In attendance were Her Excellency Dame Marguerite Pindling, Governor General of the Commonwealth of The Bahamas, and other officials who assembled among the congregation in the William Thompson Auditorium on Tuesday evening, May 29, 2018.

In congratulating the Baptist community on its stability, the Prime Minister said that the denomination has been a witness to the message of Jesus Christ throughout its history  He also acknowledged the positive impact the Baptist Convention, through its various ministries, has had on the lives of thousands of Bahamians over the years.

“You have also served through servant leadership and social outreach,” he said.  “And you know well the fundamental role of the church in the protection and respect for the dignity of the human person made in the image and likeness of God.”

According to the Prime Minister the Baptist community has taken to heart the instruction from Matthew 25 verses 35-36:  “For I was hungry and you gave me something to eat, I was thirsty and you gave me something to drink, I was a stranger and you invited me in, I needed clothes and you clothed me, I was sick and you looked after me, I was in prison and you came to visit me.”

The Baptist community, he said, has a legacy of promoting the common good and social justice.

“The promotion of the common good and social justice requires a sustained partnership between church and state.  We must work together, and work unceasingly, to address the needs of the poorest and most vulnerable in our land.

“The greatest privilege of serving as Head of Government is the opportunity to improve the lives of my fellow-Bahamians.  It is a special privilege to work daily to provide our children and young people with opportunities to dream and to realize their dreams,” the Prime Minister said.

He said since coming to office in May 2017 he has a new vantage point to see, more in-depth, the challenges and problems as well as possibilities for the country.  However, the work of good governance requires tough and difficult choices, he noted.

The Prime Minister also said that he is guided by a quote from the late Dr.
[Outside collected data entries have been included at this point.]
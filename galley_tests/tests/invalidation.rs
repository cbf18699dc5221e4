// Copyright 2025 the Galley Authors
// SPDX-License-Identifier: Apache-2.0 OR MIT

//! Invalidation, incremental re-typesetting and redraw notifications.

use crate::util::{assert_near, engine_with_container, fragment_ranges, LINE_HEIGHT};

#[test]
fn invalidation_preserves_geometry_of_unrelated_text() {
    let (mut engine, id) = engine_with_container(50.0, 0.0);
    let text = "hello world";
    let before = engine.rects_for_char_range(text, 0..5, None, id);
    engine.invalidate_characters(6..11);
    assert!(!engine.is_clean());
    let after = engine.rects_for_char_range(text, 0..5, None, id);
    assert_eq!(before, after);
}

#[test]
fn invalidation_text_edit_reflows_following_lines() {
    let (mut engine, id) = engine_with_container(50.0, 0.0);
    assert_eq!(
        fragment_ranges(&mut engine, "hello world", id),
        vec![0..5, 5..11]
    );
    // Replace "hello" with "hi": both words now share line one.
    engine.text_edited(0..2, -3);
    assert_eq!(
        fragment_ranges(&mut engine, "hi world", id),
        vec![0..3, 3..8]
    );
}

#[test]
fn invalidation_queries_reflect_the_latest_text() {
    let (mut engine, id) = engine_with_container(200.0, 0.0);
    engine.ensure_layout("ab");
    engine.text_edited(2..4, 2);
    assert_eq!(fragment_ranges(&mut engine, "abcd", id), vec![0..4]);
    assert!(engine.is_clean());
}

#[test]
fn invalidation_edit_past_a_blank_line_keeps_it() {
    let (mut engine, id) = engine_with_container(200.0, 0.0);
    assert_eq!(
        fragment_ranges(&mut engine, "hello\n\nworld", id),
        vec![0..5, 5..5, 5..10]
    );
    // Replace the 'o' of "world" in place; the cut lands on the blank line
    // and both newlines survive the re-typeset.
    engine.text_edited(8..9, 0);
    let text = "hello\n\nwxrld";
    assert_eq!(
        fragment_ranges(&mut engine, text, id),
        vec![0..5, 5..5, 5..10]
    );
    let blank = engine.insertion_rect(text, 6, id);
    assert_near(blank.y0, LINE_HEIGHT);
}

#[test]
fn invalidation_display_notification_is_idempotent() {
    let (mut engine, _id) = engine_with_container(50.0, 0.0);
    engine.ensure_layout("hello world");
    let _ = engine.take_pending_redraw();
    engine.invalidate_display_characters(0..5);
    engine.invalidate_display_characters(0..5);
    let spans = engine.take_pending_redraw();
    assert_eq!(spans.as_slice(), &[0..5]);
    assert!(engine.take_pending_redraw().is_empty());
}

#[test]
fn invalidation_display_never_retypesets() {
    let (mut engine, _id) = engine_with_container(50.0, 0.0);
    engine.ensure_layout("hello world");
    engine.invalidate_display_characters(0..11);
    assert!(engine.is_clean());
}

#[test]
fn invalidation_layout_schedules_a_redraw() {
    let (mut engine, _id) = engine_with_container(50.0, 0.0);
    engine.ensure_layout("hello world");
    let spans = engine.take_pending_redraw();
    assert_eq!(spans.as_slice(), &[0..11]);
}

#[test]
fn invalidation_length_change_alone_triggers_layout() {
    let (mut engine, id) = engine_with_container(200.0, 0.0);
    engine.ensure_layout("ab");
    // No explicit invalidation, but the text is longer than last seen.
    assert_eq!(fragment_ranges(&mut engine, "abcd", id), vec![0..4]);
}
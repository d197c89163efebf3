//! Pure business rules: loyalty tiers, payment fees and the escrow lifecycle.
//!
//! Nothing in here performs I/O or reads the clock; time is always passed in.

pub mod escrow;
pub mod payment;
pub mod ports;
pub mod tier;
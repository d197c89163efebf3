pub mod payment_reader;
pub mod record_writer;
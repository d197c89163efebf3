use crate::domain::escrow::PaymentState;
use rust_decimal::Decimal;
use serde::Serialize;
use thiserror::Error;

#[derive(Error, Debug)]
pub enum RewardsError {
    #[error("Invalid input: {0}")]
    InvalidInput(String),
    #[error("Unknown tier: {0}")]
    UnknownTier(String),
    #[error("Invalid tier table: {0}")]
    InvalidTierTable(String),

    #[error("Invalid address: {0}")]
    InvalidAddress(String),
    #[error("Invalid amount: {0}")]
    InvalidAmount(Decimal),
    #[error("Unsupported currency: {0}")]
    UnsupportedCurrency(String),
    #[error("Invalid escrow period: {0} days")]
    InvalidEscrowPeriod(i64),

    #[error("Escrow for payment {0} has expired")]
    EscrowExpired(u64),
    #[error("Escrow for payment {0} is still locked")]
    EscrowLocked(u64),
    #[error("Invalid state transition: {from} -> {to}")]
    InvalidStateTransition { from: PaymentState, to: PaymentState },

    #[error("Duplicate payment id: {0}")]
    DuplicatePayment(u64),
    #[error("Payment not found: {0}")]
    PaymentNotFound(u64),
    #[error("Invalid configuration: {0}")]
    InvalidConfig(String),

    #[error("CSV error: {0}")]
    CsvError(#[from] csv::Error),
    #[error("IO error: {0}")]
    IoError(#[from] std::io::Error),
    #[error("Serialization error: {0}")]
    SerializationError(#[from] serde_json::Error),
}

/// How an HTTP layer should surface a [`RewardsError`].
#[derive(Debug, Clone, Copy, PartialEq, Eq)]
pub enum ErrorKind {
    /// Caller-supplied data was rejected (HTTP 400).
    Validation,
    /// Anything the caller could not have avoided (HTTP 500).
    Internal,
}

impl RewardsError {
    pub fn kind(&self) -> ErrorKind {
        match self {
            RewardsError::CsvError(_)
            | RewardsError::IoError(_)
            | RewardsError::SerializationError(_)
            | RewardsError::InvalidConfig(_)
            | RewardsError::InvalidTierTable(_) => ErrorKind::Internal,
            _ => ErrorKind::Validation,
        }
    }
}

/// JSON body `{"error": "..."}` returned alongside a failed request.
#[derive(Debug, Serialize, PartialEq)]
pub struct ErrorBody {
    pub error: String,
}

impl From<&RewardsError> for ErrorBody {
    fn from(err: &RewardsError) -> Self {
        Self {
            error: err.to_string(),
        }
    }
}

pub type Result<T> = std::result::Result<T, RewardsError>;
#![allow(dead_code)]

use std::io::Write;
use tempfile::NamedTempFile;

pub const PAYER: &str = "0x1111111111111111111111111111111111111111";
pub const PAYEE: &str = "0x2222222222222222222222222222222222222222";
pub const NOW: &str = "2024-04-20T16:20:00Z";

/// Writes a payments CSV with the standard header and the given raw rows.
pub fn payments_csv(rows: &[String]) -> NamedTempFile {
    let mut file = NamedTempFile::new().unwrap();
    writeln!(file, "id, payer, payee, amount, currency, escrow, escrow_days").unwrap();
    for row in rows {
        writeln!(file, "{}", row).unwrap();
    }
    file.flush().unwrap();
    file
}

/// Formats one well-formed payment row between `PAYER` and `PAYEE`.
pub fn payment_row(id: u64, amount: &str, currency: &str, escrow_days: Option<u32>) -> String {
    match escrow_days {
        Some(days) => format!("{id}, {PAYER}, {PAYEE}, {amount}, {currency}, true, {days}"),
        None => format!("{id}, {PAYER}, {PAYEE}, {amount}, {currency}, false,"),
    }
}
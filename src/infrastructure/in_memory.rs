use crate::domain::escrow::EscrowRecord;
use crate::domain::ports::EscrowStore;
use crate::error::Result;
use async_trait::async_trait;
use std::collections::HashMap;
use std::collections::hash_map::Entry;
use std::sync::Arc;
use tokio::sync::RwLock;

/// A thread-safe in-memory store for payment records.
///
/// Uses `Arc<RwLock<HashMap<u64, EscrowRecord>>>` so clones share state.
/// Used by default and in tests; records are lost when the process exits.
#[derive(Default, Clone)]
pub struct InMemoryEscrowStore {
    records: Arc<RwLock<HashMap<u64, EscrowRecord>>>,
}

impl InMemoryEscrowStore {
    pub fn new() -> Self {
        Self::default()
    }
}

#[async_trait]
impl EscrowStore for InMemoryEscrowStore {
    async fn store(&self, record: EscrowRecord) -> Result<()> {
        let mut records = self.records.write().await;
        records.insert(record.payment_id, record);
        Ok(())
    }

    async fn get(&self, payment_id: u64) -> Result<Option<EscrowRecord>> {
        let records = self.records.read().await;
        Ok(records.get(&payment_id).cloned())
    }

    async fn insert_new(&self, record: EscrowRecord) -> Result<bool> {
        let mut records = self.records.write().await;
        match records.entry(record.payment_id) {
            Entry::Occupied(_) => Ok(false),
            Entry::Vacant(slot) => {
                slot.insert(record);
                Ok(true)
            }
        }
    }

    async fn get_all(&self) -> Result<Vec<EscrowRecord>> {
        let records = self.records.read().await;
        let mut all: Vec<EscrowRecord> = records.values().cloned().collect();
        all.sort_by_key(|r| r.payment_id);
        Ok(all)
    }
}
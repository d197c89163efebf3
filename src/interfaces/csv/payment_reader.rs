use crate::domain::payment::PaymentRequest;
use crate::error::{Result, RewardsError};
use rust_decimal::Decimal;
use serde::Deserialize;
use std::io::Read;

/// One CSV row: `id,payer,payee,amount,currency,escrow,escrow_days`.
#[derive(Debug, Deserialize)]
struct PaymentRow {
    id: u64,
    payer: String,
    payee: String,
    amount: Decimal,
    currency: String,
    escrow: Option<bool>,
    escrow_days: Option<i64>,
}

impl PaymentRow {
    fn into_request(self) -> (u64, PaymentRequest) {
        (
            self.id,
            PaymentRequest {
                payer_address: self.payer,
                payee_address: self.payee,
                amount: self.amount,
                currency: self.currency,
                escrow: self.escrow.unwrap_or(false),
                escrow_days: self.escrow_days,
            },
        )
    }
}

/// Reads payment requests from a CSV source.
///
/// Wraps `csv::Reader` and yields `(payment_id, PaymentRequest)` pairs. Fields
/// are trimmed and short rows are tolerated, so trailing optional columns can
/// be left off.
pub struct PaymentRequestReader<R: Read> {
    reader: csv::Reader<R>,
}

impl<R: Read> PaymentRequestReader<R> {
    pub fn new(source: R) -> Self {
        let reader = csv::ReaderBuilder::new()
            .trim(csv::Trim::All)
            .flexible(true)
            .from_reader(source);
        Self { reader }
    }

    /// Lazily deserializes one request per row.
    pub fn requests(self) -> impl Iterator<Item = Result<(u64, PaymentRequest)>> {
        self.reader
            .into_deserialize::<PaymentRow>()
            .map(|result| result.map(PaymentRow::into_request).map_err(RewardsError::from))
    }
}
pub mod application;
pub mod config;
pub mod domain;
pub mod error;
pub mod infrastructure;
pub mod interfaces;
Martin Luther King, Jr., who said: “On some positions, Cowardice asks the question, ‘Is it safe?’ Expediency asks the question, ‘Is it political?’ And Vanity comes along and asks the question, ‘Is it popular?’ But Conscience asks the question ‘Is it right?’

He continued: “And there comes a time when one must take a position that is neither safe, nor political, nor popular, but he must do it because conscience tells him it is right.”
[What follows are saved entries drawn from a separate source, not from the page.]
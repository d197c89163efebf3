use crate::config::FeeConfig;
use crate::error::{Result, RewardsError};
use chrono::{DateTime, Duration, Utc};
use rust_decimal::{Decimal, RoundingStrategy};
use serde::{Deserialize, Serialize};

/// Basis points in one whole.
const BPS_DENOMINATOR: u32 = 10_000;
/// Minor-unit precision for the fiat-pegged currencies handled here.
const MINOR_UNIT_DP: u32 = 2;

/// A payment as submitted by a caller, before any validation.
#[derive(Debug, Clone, PartialEq, Serialize, Deserialize)]
pub struct PaymentRequest {
    pub payer_address: String,
    pub payee_address: String,
    pub amount: Decimal,
    pub currency: String,
    #[serde(default)]
    pub escrow: bool,
    /// Falls back to the configured default when absent.
    #[serde(default)]
    pub escrow_days: Option<i64>,
}

/// Fees owed on a payment plus, for escrow payments, when the funds unlock.
#[derive(Debug, Clone, PartialEq, Serialize, Deserialize)]
pub struct FeeBreakdown {
    pub processing_fee: Decimal,
    pub network_fee: Decimal,
    pub total_fees: Decimal,
    pub escrow_release_timestamp: Option<DateTime<Utc>>,
}

/// Checks that a string is `0x` followed by exactly 40 hex digits.
///
/// Only the format is checked; nothing here proves the caller controls the
/// address.
pub fn is_valid_address(address: &str) -> bool {
    match address.strip_prefix("0x") {
        Some(hex) => hex.len() == 40 && hex.chars().all(|c| c.is_ascii_hexdigit()),
        None => false,
    }
}

pub fn validate(request: &PaymentRequest, config: &FeeConfig) -> Result<()> {
    for address in [&request.payer_address, &request.payee_address] {
        if !is_valid_address(address) {
            return Err(RewardsError::InvalidAddress(address.clone()));
        }
    }

    if request.amount <= Decimal::ZERO || request.amount > config.max_transaction_amount() {
        return Err(RewardsError::InvalidAmount(request.amount));
    }

    if !config.supports(&request.currency) {
        return Err(RewardsError::UnsupportedCurrency(request.currency.clone()));
    }

    if request.escrow
        && let Some(days) = request.escrow_days
        && days <= 0
    {
        return Err(RewardsError::InvalidEscrowPeriod(days));
    }

    Ok(())
}

/// Computes the fees for `request`.
///
/// `now` anchors the escrow release time and must come from the caller. A fee
/// total that meets or exceeds the amount is returned as-is; whether such a
/// payment is acceptable is decided upstream.
pub fn compute_fees(
    request: &PaymentRequest,
    config: &FeeConfig,
    now: DateTime<Utc>,
) -> Result<FeeBreakdown> {
    validate(request, config)?;

    let overflow = || RewardsError::InvalidAmount(request.amount);

    let mut processing_fee = request
        .amount
        .checked_mul(Decimal::from(config.processing_fee_rate_bps()))
        .and_then(|scaled| scaled.checked_div(Decimal::from(BPS_DENOMINATOR)))
        .ok_or_else(overflow)?
        .round_dp_with_strategy(MINOR_UNIT_DP, RoundingStrategy::MidpointAwayFromZero);
    // Always carry exactly two decimals so "2.5" renders as "2.50".
    processing_fee.rescale(MINOR_UNIT_DP);
    let network_fee = config.network_fee_flat();
    let total_fees = processing_fee.checked_add(network_fee).ok_or_else(overflow)?;

    let escrow_release_timestamp = if request.escrow {
        let days = request
            .escrow_days
            .unwrap_or(i64::from(config.default_escrow_days()));
        let release_at = Duration::try_days(days)
            .and_then(|period| now.checked_add_signed(period))
            .ok_or(RewardsError::InvalidEscrowPeriod(days))?;
        Some(release_at)
    } else {
        None
    };

    tracing::debug!(
        amount = %request.amount,
        currency = %request.currency,
        %processing_fee,
        %total_fees,
        escrow = request.escrow,
        "Computed payment fees"
    );

    Ok(FeeBreakdown {
        processing_fee,
        network_fee,
        total_fees,
        escrow_release_timestamp,
    })
}

#[cfg(test)]
mod tests {
    use super::*;
    use chrono::TimeZone;
    use rust_decimal_macros::dec;

    const PAYER: &str = "0x1111111111111111111111111111111111111111";
    const PAYEE: &str = "0xAbCdEf0123456789abcdef0123456789ABCDEF01";

    fn config() -> FeeConfig {
        FeeConfig::new(25, dec!(0.50), 7, dec!(1000000), ["USDC", "USDT"]).unwrap()
    }

    fn request(amount: Decimal, currency: &str) -> PaymentRequest {
        PaymentRequest {
            payer_address: PAYER.to_string(),
            payee_address: PAYEE.to_string(),
            amount,
            currency: currency.to_string(),
            escrow: false,
            escrow_days: None,
        }
    }

    fn now() -> DateTime<Utc> {
        Utc.with_ymd_and_hms(2024, 4, 20, 16, 20, 0).unwrap()
    }

    #[test]
    fn test_address_format() {
        assert!(is_valid_address(PAYER));
        assert!(is_valid_address(PAYEE));
        assert!(!is_valid_address("1111111111111111111111111111111111111111"));
        assert!(!is_valid_address("0x111111111111111111111111111111111111111"));
        assert!(!is_valid_address("0x11111111111111111111111111111111111111111"));
        assert!(!is_valid_address("0x111111111111111111111111111111111111111g"));
        assert!(!is_valid_address("0X1111111111111111111111111111111111111111"));
    }

    #[test]
    fn test_fees_without_escrow() {
        let fees = compute_fees(&request(dec!(1000), "USDC"), &config(), now()).unwrap();
        assert_eq!(fees.processing_fee, dec!(2.50));
        assert_eq!(fees.network_fee, dec!(0.50));
        assert_eq!(fees.total_fees, dec!(3.00));
        assert_eq!(fees.escrow_release_timestamp, None);
    }

    #[test]
    fn test_fees_with_escrow() {
        let mut req = request(dec!(2000), "USDT");
        req.escrow = true;
        req.escrow_days = Some(6);

        let fees = compute_fees(&req, &config(), now()).unwrap();
        assert_eq!(fees.processing_fee, dec!(5.00));
        assert_eq!(fees.escrow_release_timestamp, Some(now() + Duration::days(6)));
    }

    #[test]
    fn test_escrow_defaults_to_configured_period() {
        let mut req = request(dec!(100), "USDC");
        req.escrow = true;

        let fees = compute_fees(&req, &config(), now()).unwrap();
        assert_eq!(fees.escrow_release_timestamp.unwrap() - now(), Duration::days(7));
    }

    #[test]
    fn test_processing_fee_rounds_half_up() {
        // 2.02 * 0.0025 = 0.00505 -> 0.01
        let fees = compute_fees(&request(dec!(2.02), "USDC"), &config(), now()).unwrap();
        assert_eq!(fees.processing_fee, dec!(0.01));
        // 1.99 * 0.0025 = 0.004975 -> 0.00
        let fees = compute_fees(&request(dec!(1.99), "USDC"), &config(), now()).unwrap();
        assert_eq!(fees.processing_fee, dec!(0.00));
    }

    #[test]
    fn test_amount_at_decimal_limit_is_rejected_not_panicking() {
        let config = FeeConfig::new(25, dec!(0.5), 7, Decimal::MAX, ["USDC"]).unwrap();
        let req = request(Decimal::MAX, "USDC");
        assert!(validate(&req, &config).is_ok());
        assert!(matches!(
            compute_fees(&req, &config, now()),
            Err(RewardsError::InvalidAmount(amount)) if amount == Decimal::MAX
        ));
    }

    #[test]
    fn test_large_amount_within_range() {
        let config = FeeConfig::new(25, dec!(0.5), 7, Decimal::MAX, ["USDC"]).unwrap();
        let amount = dec!(1000000000000000000000);
        let fees = compute_fees(&request(amount, "USDC"), &config, now()).unwrap();
        assert_eq!(fees.processing_fee, dec!(2500000000000000000));
        assert_eq!(fees.total_fees, dec!(2500000000000000000.50));
    }

    #[test]
    fn test_currency_matching_ignores_case_and_padding() {
        assert!(validate(&request(dec!(10), "usdc"), &config()).is_ok());
        assert!(validate(&request(dec!(10), " USDT "), &config()).is_ok());
        assert!(matches!(
            validate(&request(dec!(10), "usd"), &config()),
            Err(RewardsError::UnsupportedCurrency(_))
        ));
    }

    #[test]
    fn test_fees_may_exceed_amount() {
        let fees = compute_fees(&request(dec!(0.10), "USDC"), &config(), now()).unwrap();
        assert_eq!(fees.total_fees, dec!(0.50));
        assert!(fees.total_fees >= dec!(0.10));
    }

    #[test]
    fn test_validate_rejects_bad_addresses() {
        let mut req = request(dec!(10), "USDC");
        req.payee_address = format!("{}1", PAYEE);
        assert!(matches!(
            validate(&req, &config()),
            Err(RewardsError::InvalidAddress(_))
        ));

        let mut req = request(dec!(10), "USDC");
        req.payer_address = "not-an-address".to_string();
        assert!(matches!(
            validate(&req, &config()),
            Err(RewardsError::InvalidAddress(_))
        ));
    }

    #[test]
    fn test_validate_rejects_bad_amounts() {
        for amount in [dec!(0), dec!(-5), dec!(1000000.01)] {
            assert!(matches!(
                validate(&request(amount, "USDC"), &config()),
                Err(RewardsError::InvalidAmount(_))
            ));
        }
        assert!(validate(&request(dec!(1000000), "USDC"), &config()).is_ok());
    }

    #[test]
    fn test_validate_rejects_unsupported_currency() {
        assert!(matches!(
            validate(&request(dec!(10), "EUR"), &config()),
            Err(RewardsError::UnsupportedCurrency(_))
        ));
    }

    #[test]
    fn test_validate_escrow_period() {
        let mut req = request(dec!(10), "USDC");
        req.escrow = true;
        req.escrow_days = Some(0);
        assert!(matches!(
            validate(&req, &config()),
            Err(RewardsError::InvalidEscrowPeriod(0))
        ));

        // Period is irrelevant without escrow
        req.escrow = false;
        assert!(validate(&req, &config()).is_ok());
    }

    #[test]
    fn test_compute_propagates_validation_error() {
        let result = compute_fees(&request(dec!(10), "EUR"), &config(), now());
        assert!(matches!(result, Err(RewardsError::UnsupportedCurrency(c)) if c == "EUR"));
    }

    #[test]
    fn test_request_deserialization_defaults() {
        let json = format!(
            r#"{{"payer_address":"{}","payee_address":"{}","amount":"12.5","currency":"USDC"}}"#,
            PAYER, PAYEE
        );
        let req: PaymentRequest = serde_json::from_str(&json).unwrap();
        assert_eq!(req.amount, dec!(12.5));
        assert!(!req.escrow);
        assert_eq!(req.escrow_days, None);
    }
}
In order to restore our country and move it in the right direction, some tough choices have been made; and there are more tough choices ahead, the Prime Minister said.   “But in the end we will be a more productive, healthier and more vibrant country because the hard decisions were made.”

He said that his vision and commitment as Prime Minister is to help the Bahamian people, especially the young people, with the resources and opportunities they need to build a good life and a better Bahamas.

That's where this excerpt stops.